*ASSIGNMENT*.
Reproduce only what lies between the first line of the material below and the line containing "pub struct CustomerReport", with both of those lines included and every line kept exact.

*SUPPLIED MATERIAL*.

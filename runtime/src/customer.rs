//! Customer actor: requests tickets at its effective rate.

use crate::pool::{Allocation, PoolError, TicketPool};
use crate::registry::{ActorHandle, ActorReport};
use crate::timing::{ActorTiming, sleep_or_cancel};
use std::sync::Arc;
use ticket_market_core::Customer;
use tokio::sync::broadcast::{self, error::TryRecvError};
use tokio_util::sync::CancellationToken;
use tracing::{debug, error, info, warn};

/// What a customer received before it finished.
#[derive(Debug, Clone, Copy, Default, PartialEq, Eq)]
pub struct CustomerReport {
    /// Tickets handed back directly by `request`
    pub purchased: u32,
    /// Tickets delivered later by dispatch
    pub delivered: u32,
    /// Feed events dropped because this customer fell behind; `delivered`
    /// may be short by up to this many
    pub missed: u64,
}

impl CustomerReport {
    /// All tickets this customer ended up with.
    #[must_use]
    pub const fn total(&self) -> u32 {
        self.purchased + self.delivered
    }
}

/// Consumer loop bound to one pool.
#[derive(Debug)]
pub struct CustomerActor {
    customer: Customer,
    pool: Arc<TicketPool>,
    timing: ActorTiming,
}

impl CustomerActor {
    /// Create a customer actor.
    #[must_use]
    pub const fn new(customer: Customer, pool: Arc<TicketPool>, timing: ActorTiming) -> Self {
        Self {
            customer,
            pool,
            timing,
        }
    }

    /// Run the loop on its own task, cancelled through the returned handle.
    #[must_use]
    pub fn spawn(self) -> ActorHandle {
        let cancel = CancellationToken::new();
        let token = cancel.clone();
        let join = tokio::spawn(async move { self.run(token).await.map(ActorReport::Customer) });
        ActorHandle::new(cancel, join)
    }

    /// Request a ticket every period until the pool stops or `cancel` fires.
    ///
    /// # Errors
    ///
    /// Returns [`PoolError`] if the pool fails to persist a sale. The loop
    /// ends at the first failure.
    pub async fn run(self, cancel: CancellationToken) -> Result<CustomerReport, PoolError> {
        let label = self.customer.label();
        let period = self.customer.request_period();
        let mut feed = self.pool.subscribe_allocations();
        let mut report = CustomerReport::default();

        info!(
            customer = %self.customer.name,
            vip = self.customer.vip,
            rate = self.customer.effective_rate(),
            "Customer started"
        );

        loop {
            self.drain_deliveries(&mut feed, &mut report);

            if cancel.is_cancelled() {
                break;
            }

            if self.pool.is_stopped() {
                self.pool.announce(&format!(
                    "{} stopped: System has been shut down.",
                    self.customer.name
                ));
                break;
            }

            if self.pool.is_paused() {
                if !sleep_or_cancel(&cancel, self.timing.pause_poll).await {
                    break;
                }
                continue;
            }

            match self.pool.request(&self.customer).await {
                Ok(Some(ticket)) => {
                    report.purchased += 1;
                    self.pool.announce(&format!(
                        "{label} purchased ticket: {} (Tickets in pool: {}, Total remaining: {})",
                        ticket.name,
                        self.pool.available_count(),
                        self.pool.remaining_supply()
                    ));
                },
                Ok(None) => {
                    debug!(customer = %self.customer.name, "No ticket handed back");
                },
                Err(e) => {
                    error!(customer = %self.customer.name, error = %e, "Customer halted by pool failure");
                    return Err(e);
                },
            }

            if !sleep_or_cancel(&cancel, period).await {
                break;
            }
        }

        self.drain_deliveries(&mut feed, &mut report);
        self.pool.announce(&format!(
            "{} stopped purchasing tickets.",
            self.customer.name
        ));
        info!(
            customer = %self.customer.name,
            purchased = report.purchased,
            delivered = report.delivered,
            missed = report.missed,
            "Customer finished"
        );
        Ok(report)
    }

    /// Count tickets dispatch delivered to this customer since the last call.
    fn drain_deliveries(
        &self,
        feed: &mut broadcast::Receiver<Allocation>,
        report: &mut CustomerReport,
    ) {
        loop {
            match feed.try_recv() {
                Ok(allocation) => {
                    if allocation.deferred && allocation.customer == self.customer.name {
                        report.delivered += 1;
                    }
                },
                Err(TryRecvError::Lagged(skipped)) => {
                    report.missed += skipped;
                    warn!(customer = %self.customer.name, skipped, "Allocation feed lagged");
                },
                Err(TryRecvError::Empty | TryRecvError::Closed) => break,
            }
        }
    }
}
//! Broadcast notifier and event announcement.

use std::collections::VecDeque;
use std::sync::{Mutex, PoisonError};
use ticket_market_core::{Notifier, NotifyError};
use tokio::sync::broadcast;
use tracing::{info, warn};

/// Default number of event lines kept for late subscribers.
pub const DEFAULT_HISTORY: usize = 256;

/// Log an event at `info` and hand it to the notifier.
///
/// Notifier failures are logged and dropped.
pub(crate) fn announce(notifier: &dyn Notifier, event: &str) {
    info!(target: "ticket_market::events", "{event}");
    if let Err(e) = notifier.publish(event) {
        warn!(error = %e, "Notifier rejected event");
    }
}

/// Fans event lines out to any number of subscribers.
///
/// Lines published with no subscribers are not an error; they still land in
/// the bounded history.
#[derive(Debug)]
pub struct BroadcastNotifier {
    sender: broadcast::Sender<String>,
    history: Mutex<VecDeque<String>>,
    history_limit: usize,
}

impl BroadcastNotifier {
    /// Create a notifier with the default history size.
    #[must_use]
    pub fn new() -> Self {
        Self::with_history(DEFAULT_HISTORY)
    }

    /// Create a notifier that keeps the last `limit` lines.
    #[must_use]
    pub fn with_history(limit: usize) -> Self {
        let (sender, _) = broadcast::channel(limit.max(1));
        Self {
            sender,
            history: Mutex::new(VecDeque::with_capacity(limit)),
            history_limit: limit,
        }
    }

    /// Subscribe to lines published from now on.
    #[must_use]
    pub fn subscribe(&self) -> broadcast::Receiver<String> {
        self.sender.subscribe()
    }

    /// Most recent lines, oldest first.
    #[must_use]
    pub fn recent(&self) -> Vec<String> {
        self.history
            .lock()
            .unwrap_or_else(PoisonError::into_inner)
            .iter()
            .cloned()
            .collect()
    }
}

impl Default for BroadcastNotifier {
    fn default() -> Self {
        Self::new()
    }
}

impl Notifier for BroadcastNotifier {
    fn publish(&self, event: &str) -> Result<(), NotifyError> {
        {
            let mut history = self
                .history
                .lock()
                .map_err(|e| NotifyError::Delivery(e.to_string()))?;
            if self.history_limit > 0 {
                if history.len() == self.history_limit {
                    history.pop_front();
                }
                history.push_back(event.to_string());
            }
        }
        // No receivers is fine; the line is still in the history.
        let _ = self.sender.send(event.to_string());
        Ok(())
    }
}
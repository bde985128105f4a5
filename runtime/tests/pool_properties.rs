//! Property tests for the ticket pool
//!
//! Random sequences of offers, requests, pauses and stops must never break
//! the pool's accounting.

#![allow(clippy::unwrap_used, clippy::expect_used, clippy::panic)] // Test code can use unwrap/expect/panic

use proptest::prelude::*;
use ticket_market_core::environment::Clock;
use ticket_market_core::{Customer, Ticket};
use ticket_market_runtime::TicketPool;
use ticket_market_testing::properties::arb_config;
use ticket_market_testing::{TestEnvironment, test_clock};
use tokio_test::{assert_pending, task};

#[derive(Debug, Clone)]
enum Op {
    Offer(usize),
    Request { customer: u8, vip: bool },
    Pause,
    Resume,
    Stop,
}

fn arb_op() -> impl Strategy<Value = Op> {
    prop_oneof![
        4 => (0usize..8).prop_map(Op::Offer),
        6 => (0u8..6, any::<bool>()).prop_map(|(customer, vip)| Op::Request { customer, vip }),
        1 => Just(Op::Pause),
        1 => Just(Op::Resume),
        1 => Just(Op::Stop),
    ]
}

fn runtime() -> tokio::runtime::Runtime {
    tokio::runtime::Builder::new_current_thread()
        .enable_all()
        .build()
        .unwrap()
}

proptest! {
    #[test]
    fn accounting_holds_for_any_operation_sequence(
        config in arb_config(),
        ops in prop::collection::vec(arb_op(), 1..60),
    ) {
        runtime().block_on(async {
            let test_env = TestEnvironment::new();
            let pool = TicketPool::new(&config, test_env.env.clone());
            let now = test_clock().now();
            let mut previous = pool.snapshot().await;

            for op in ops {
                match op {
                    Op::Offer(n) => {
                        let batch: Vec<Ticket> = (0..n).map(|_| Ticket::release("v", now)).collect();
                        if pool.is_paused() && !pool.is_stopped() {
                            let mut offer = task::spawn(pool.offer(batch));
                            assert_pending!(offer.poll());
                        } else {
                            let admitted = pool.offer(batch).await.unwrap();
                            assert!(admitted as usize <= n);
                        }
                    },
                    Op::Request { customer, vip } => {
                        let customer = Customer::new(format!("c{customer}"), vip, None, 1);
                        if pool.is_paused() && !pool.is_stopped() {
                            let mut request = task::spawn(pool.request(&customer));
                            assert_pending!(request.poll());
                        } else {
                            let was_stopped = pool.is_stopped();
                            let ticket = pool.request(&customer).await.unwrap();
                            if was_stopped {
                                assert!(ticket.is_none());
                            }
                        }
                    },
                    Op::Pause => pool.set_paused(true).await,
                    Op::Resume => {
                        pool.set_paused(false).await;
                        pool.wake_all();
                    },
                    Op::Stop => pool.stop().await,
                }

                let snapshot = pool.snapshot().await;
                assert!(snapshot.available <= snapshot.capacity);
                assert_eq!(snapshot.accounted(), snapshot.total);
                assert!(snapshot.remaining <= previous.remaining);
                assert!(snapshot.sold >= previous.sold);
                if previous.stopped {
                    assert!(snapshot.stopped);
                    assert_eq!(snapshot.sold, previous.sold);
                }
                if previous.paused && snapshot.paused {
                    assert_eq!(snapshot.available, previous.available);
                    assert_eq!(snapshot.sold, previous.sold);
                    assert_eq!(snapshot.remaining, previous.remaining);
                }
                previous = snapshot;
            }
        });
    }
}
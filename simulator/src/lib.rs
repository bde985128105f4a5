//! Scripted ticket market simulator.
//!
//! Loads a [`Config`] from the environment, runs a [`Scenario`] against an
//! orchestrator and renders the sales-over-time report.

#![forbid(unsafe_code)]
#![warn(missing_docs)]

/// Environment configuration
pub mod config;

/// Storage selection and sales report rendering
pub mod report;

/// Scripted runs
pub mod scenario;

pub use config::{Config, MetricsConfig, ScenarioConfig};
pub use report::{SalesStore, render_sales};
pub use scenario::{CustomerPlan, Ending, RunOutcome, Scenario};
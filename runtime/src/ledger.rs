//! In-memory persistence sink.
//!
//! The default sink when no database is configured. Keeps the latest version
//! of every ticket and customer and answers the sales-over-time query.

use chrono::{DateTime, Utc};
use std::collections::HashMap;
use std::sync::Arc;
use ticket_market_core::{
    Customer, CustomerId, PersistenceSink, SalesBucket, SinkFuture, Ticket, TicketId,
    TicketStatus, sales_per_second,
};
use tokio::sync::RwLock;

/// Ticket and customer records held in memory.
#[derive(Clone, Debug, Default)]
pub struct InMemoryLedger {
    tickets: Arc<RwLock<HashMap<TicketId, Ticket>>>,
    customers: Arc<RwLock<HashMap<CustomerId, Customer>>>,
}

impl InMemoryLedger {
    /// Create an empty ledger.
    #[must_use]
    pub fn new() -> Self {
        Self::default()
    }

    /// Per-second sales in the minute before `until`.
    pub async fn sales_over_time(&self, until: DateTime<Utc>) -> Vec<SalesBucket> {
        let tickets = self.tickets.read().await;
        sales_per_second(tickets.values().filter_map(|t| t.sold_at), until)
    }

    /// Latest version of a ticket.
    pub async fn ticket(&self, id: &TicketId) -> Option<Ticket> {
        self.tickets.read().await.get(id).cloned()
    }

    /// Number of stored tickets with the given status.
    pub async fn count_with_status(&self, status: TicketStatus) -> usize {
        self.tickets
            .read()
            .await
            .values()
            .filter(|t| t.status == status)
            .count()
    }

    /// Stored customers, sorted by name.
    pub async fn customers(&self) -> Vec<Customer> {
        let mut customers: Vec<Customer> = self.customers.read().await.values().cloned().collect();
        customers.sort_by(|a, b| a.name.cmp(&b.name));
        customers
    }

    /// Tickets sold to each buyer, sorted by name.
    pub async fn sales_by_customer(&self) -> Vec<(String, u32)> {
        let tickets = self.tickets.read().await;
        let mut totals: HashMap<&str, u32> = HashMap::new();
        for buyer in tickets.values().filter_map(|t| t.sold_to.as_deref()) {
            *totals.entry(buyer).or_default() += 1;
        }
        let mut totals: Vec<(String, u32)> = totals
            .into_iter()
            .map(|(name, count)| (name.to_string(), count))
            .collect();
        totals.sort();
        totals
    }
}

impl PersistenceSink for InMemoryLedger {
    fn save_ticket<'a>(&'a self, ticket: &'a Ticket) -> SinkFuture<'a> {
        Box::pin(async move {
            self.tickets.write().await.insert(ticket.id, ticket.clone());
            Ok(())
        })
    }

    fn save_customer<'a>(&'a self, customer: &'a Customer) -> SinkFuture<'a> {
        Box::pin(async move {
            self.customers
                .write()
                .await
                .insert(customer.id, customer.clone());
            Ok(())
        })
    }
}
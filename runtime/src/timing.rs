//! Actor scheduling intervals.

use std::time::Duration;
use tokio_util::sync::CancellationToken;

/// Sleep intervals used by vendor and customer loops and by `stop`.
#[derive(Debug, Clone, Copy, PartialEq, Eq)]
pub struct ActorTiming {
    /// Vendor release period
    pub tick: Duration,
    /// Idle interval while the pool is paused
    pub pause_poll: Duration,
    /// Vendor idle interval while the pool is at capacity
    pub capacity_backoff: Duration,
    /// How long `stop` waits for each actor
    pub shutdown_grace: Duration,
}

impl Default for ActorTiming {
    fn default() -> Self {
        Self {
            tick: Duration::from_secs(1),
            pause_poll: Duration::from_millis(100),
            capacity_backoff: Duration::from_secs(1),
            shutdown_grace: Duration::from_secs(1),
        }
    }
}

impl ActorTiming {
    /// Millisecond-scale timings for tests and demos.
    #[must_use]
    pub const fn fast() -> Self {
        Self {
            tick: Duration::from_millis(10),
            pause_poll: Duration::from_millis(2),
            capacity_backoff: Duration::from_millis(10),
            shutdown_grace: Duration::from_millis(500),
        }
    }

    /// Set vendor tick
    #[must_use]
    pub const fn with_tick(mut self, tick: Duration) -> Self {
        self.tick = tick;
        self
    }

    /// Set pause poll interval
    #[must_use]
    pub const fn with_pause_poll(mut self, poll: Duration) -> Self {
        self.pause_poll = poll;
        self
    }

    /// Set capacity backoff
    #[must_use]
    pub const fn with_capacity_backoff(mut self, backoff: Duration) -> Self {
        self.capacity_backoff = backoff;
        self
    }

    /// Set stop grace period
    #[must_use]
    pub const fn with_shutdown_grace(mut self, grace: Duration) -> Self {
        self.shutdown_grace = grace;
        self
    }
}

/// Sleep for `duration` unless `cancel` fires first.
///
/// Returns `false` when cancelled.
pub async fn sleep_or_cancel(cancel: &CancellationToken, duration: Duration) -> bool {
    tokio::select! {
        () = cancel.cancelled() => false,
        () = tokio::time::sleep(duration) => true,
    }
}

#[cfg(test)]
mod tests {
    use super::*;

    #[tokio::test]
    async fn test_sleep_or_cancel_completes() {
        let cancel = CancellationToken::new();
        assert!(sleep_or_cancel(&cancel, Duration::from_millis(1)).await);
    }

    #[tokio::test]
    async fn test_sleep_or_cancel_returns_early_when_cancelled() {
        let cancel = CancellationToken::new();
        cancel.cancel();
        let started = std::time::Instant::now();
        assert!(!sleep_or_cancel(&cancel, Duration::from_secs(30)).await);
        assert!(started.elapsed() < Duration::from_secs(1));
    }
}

*RESULT OF THE EXERCISE*.
filename runtime/src/customer.rs
//! Customer actor: requests tickets at its effective rate.

use crate::pool::{Allocation, PoolError, TicketPool};
use crate::registry::{ActorHandle, ActorReport};
use crate::timing::{ActorTiming, sleep_or_cancel};
use std::sync::Arc;
use ticket_market_core::Customer;
use tokio::sync::broadcast::{self, error::TryRecvError};
use tokio_util::sync::CancellationToken;
use tracing::{debug, error, info, warn};

/// What a customer received before it finished.
#[derive(Debug, Clone, Copy, Default, PartialEq, Eq)]
pub struct CustomerReport {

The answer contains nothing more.